* _Your task_: Every line of the data below should be written out word for word.

== Records provided

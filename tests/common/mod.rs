//! Shared harness for integration tests: a throwaway SQLite database with
//! the catalog migrations applied.

use diesel_migrations::{EmbeddedMigrations, MigrationHarness, embed_migrations};

use saaj_catalog::db::{DbPool, establish_connection_pool};
use saaj_catalog::repository::DieselRepository;

pub const MIGRATIONS: EmbeddedMigrations = embed_migrations!(); // assumes migrations/ exists

/// A file-backed SQLite database that lives for one test and cleans up
/// after itself, journal files included.
pub struct TestDb {
    filename: String,
    pool: DbPool,
}

impl TestDb {
    pub fn new(filename: &str) -> Self {
        std::fs::remove_file(filename).ok(); // leftovers from an aborted run

        let pool =
            establish_connection_pool(filename).expect("Failed to establish SQLite connection.");
        let mut conn = pool
            .get()
            .expect("Failed to get SQLite connection from pool.");
        conn.run_pending_migrations(MIGRATIONS)
            .expect("Migrations failed");
        TestDb {
            filename: filename.to_string(),
            pool,
        }
    }

    pub fn pool(&self) -> DbPool {
        self.pool.clone()
    }

    /// A catalog repository bound to this database.
    pub fn repo(&self) -> DieselRepository {
        DieselRepository::new(self.pool())
    }
}

impl Drop for TestDb {
    fn drop(&mut self) {
        std::fs::remove_file(&self.filename).ok();
        std::fs::remove_file(format!("{}-shm", &self.filename)).ok();
        std::fs::remove_file(format!("{}-wal", &self.filename)).ok();
    }
}
pub mod config;
pub mod db;
pub mod domain;
pub mod forms;
pub mod models;
pub mod repository;
pub mod routes;
pub mod schema;
pub mod services;
pub mod storage;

====

* _The answer_:
filename tests/common/mod.rs
//! Shared harness for integration tests: a throwaway SQLite database with
//! the catalog migrations applied.

use diesel_migrations::{EmbeddedMigrations, MigrationHarness, embed_migrations};

use saaj_catalog::db::{DbPool, establish_connection_pool};
use saaj_catalog::repository::DieselRepository;

pub const MIGRATIONS: EmbeddedMigrations = embed_migrations!(); // assumes migrations/ exists

/// A file-backed SQLite database that lives for one test and cleans up
/// after itself, journal files included.
pub struct TestDb {
    filename: String,
    pool: DbPool,
}

impl TestDb {
    pub fn new(filename: &str) -> Self {
        std::fs::remove_file(filename).ok(); // leftovers from an aborted run

        let pool =
            establish_connection_pool(filename).expect("Failed to establish SQLite connection.");
        let mut conn = pool
            .get()
            .expect("Failed to get SQLite connection from pool.");
        conn.run_pending_migrations(MIGRATIONS)
            .expect("Migrations failed");
        TestDb {
            filename: filename.to_string(),
            pool,
        }
    }

    pub fn pool(&self) -> DbPool {
        self.pool.clone()
    }

    /// A catalog repository bound to this database.
    pub fn repo(&self) -> DieselRepository {
        DieselRepository::new(self.pool())
    }
}

impl Drop for TestDb {
    fn drop(&mut self) {
        std::fs::remove_file(&self.filename).ok();
        std::fs::remove_file(format!("{}-shm", &self.filename)).ok();
        std::fs::remove_file(format!("{}-wal", &self.filename)).ok();
    }
}
pub mod config;
pub mod db;
pub mod domain;
pub mod forms;
pub mod models;
pub mod repository;
pub mod routes;
pub mod schema;
pub mod services;
pub mod storage;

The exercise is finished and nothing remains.